Various devices and monitoring systems have been developed and deployed in order to monitor the power grid. Indeed, several real-world cyberattacks on power grid systems have been publicly reported. For the transmission and distribution, Phasor Measurement Units (PMUs) constitute the main sensing equipment of the overall wide area monitoring and situational awareness systems by collecting high-resolution data and sending them to Phasor Data Concentrators (PDCs). In this paper, we consider data spoofing attacks against PMU networks.

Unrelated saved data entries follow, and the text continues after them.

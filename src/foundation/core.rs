use crate::foundation::error::{LayerstackError, LayerstackResult};

pub use kurbo::{Affine, Point, Rect, Size, Vec2};

/// 0-based frame index within an export timeline.
#[derive(
    Clone, Copy, Debug, PartialEq, Eq, PartialOrd, Ord, Hash, serde::Serialize, serde::Deserialize,
)]
pub struct FrameIndex(pub u64);

/// Frames-per-second represented as a rational `num/den`.
#[derive(Clone, Copy, Debug, PartialEq, Eq, serde::Serialize, serde::Deserialize)]
pub struct Fps {
    /// Numerator (frames).
    pub num: u32,
    /// Denominator (seconds), must be non-zero.
    pub den: u32,
}

impl Fps {
    /// Create a validated FPS value.
    pub fn new(num: u32, den: u32) -> LayerstackResult<Self> {
        if den == 0 {
            return Err(LayerstackError::validation("Fps den must be > 0"));
        }
        if num == 0 {
            return Err(LayerstackError::validation("Fps num must be > 0"));
        }
        Ok(Self { num, den })
    }

    /// Convert to floating-point FPS.
    pub fn as_f64(self) -> f64 {
        f64::from(self.num) / f64::from(self.den)
    }

    /// Duration of one frame in seconds.
    pub fn frame_duration_secs(self) -> f64 {
        f64::from(self.den) / f64::from(self.num)
    }

    /// Convert frame count to seconds.
    pub fn frames_to_secs(self, frames: u64) -> f64 {
        (frames as f64) * self.frame_duration_secs()
    }

    /// Convert seconds to frame count using floor semantics.
    ///
    /// A tiny epsilon absorbs float error so that e.g. `0.3s @ 10fps` is 3 frames, not 2.
    pub fn secs_to_frames_floor(self, secs: f64) -> u64 {
        (secs * self.as_f64() + 1e-9).floor().max(0.0) as u64
    }
}

/// Half-open time range `[start_s, end_s)` in seconds.
#[derive(Clone, Copy, Debug, PartialEq, serde::Serialize, serde::Deserialize)]
pub struct TimeRange {
    /// Inclusive start, seconds.
    pub start_s: f64,
    /// Exclusive end, seconds.
    pub end_s: f64,
}

impl TimeRange {
    /// Create a validated range with finite bounds and `start_s <= end_s`.
    pub fn new(start_s: f64, end_s: f64) -> LayerstackResult<Self> {
        if !start_s.is_finite() || !end_s.is_finite() {
            return Err(LayerstackError::validation("TimeRange bounds must be finite"));
        }
        if start_s > end_s {
            return Err(LayerstackError::validation("TimeRange start must be <= end"));
        }
        Ok(Self { start_s, end_s })
    }

    /// Length of the range in seconds.
    pub fn duration_s(self) -> f64 {
        (self.end_s - self.start_s).max(0.0)
    }

    /// Number of frames sampled from this range at `fps`.
    pub fn frame_count(self, fps: Fps) -> u64 {
        fps.secs_to_frames_floor(self.duration_s())
    }

    /// Timestamp of frame `idx` when sampling at `fps`.
    pub fn frame_time(self, fps: Fps, idx: FrameIndex) -> f64 {
        self.start_s + fps.frames_to_secs(idx.0)
    }
}

/// Canvas (or output) dimensions in pixels.
#[derive(Clone, Copy, Debug, PartialEq, Eq, Hash, serde::Serialize, serde::Deserialize)]
pub struct Canvas {
    /// Width in pixels.
    pub width: u32,
    /// Height in pixels.
    pub height: u32,
}

impl Canvas {
    /// Build a canvas size.
    pub fn new(width: u32, height: u32) -> Self {
        Self { width, height }
    }

    /// Canvas bounds in canvas coordinates, origin at the top-left.
    pub fn rect(self) -> Rect {
        Rect::new(0.0, 0.0, f64::from(self.width), f64::from(self.height))
    }

    /// Canvas center point.
    pub fn center(self) -> Point {
        self.rect().center()
    }

    /// Return an error when either side is zero or does not fit the rasterizer (u16).
    pub fn validate_raster(self) -> LayerstackResult<()> {
        if self.width == 0 || self.height == 0 {
            return Err(LayerstackError::validation(
                "canvas width/height must be non-zero",
            ));
        }
        if self.width > u32::from(u16::MAX) || self.height > u32::from(u16::MAX) {
            return Err(LayerstackError::validation(format!(
                "canvas {}x{} exceeds the maximum raster size {}x{}",
                self.width,
                self.height,
                u16::MAX,
                u16::MAX
            )));
        }
        Ok(())
    }
}

/// Premultiplied RGBA8 (r,g,b already multiplied by a).
#[derive(Clone, Copy, Debug, PartialEq, Eq, serde::Serialize, serde::Deserialize)]
pub struct Rgba8Premul {
    /// Red channel premultiplied by alpha.
    pub r: u8,
    /// Green channel premultiplied by alpha.
    pub g: u8,
    /// Blue channel premultiplied by alpha.
    pub b: u8,
    /// Alpha channel.
    pub a: u8,
}

impl Rgba8Premul {
    /// Fully transparent black.
    pub fn transparent() -> Self {
        Self {
            r: 0,
            g: 0,
            b: 0,
            a: 0,
        }
    }

    /// Convert straight-alpha RGBA8 into premultiplied RGBA8.
    pub fn from_straight_rgba(r: u8, g: u8, b: u8, a: u8) -> Self {
        fn premul(c: u8, a: u8) -> u8 {
            let c = u16::from(c);
            let a = u16::from(a);
            (((c * a) + 127) / 255) as u8
        }

        Self {
            r: premul(r, a),
            g: premul(g, a),
            b: premul(b, a),
            a,
        }
    }

    /// Byte array in `[r, g, b, a]` order.
    pub fn to_array(self) -> [u8; 4] {
        [self.r, self.g, self.b, self.a]
    }
}

#[cfg(test)]
#[path = "../../tests/unit/foundation/core.rs"]
mod tests;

The data between PMUs and PDC(s) are sent through the legacy networks, which are subject to many attack scenarios under with no, or inadequate, countermeasures in protocols, such as IEEE 37.118-2. We consider one potential attack, where an adversary may simply keep injecting a repeated measurement through a compromised PMU to disrupt the monitoring system. This attack is referred to as a Repeated Last Value (RLV) attack. We develop and evaluate countermeasures against RLV attacks using a 2D Convolutional Neural Network (CNN)-based approach, which operates in frames for each second mimicking images, in order to avoid the computational overhead of the classical sample-based classification algorithms, such as SVM. Further, we take this frame-based approach and use it with Support Vector Machine (SVM) for performance evaluation. Our preliminary results show that frame-based CNN as well as SVM provide promising results for RLV attacks while the efficacy of CNN over SVM frame becomes more pronounced as the attack intensity increases.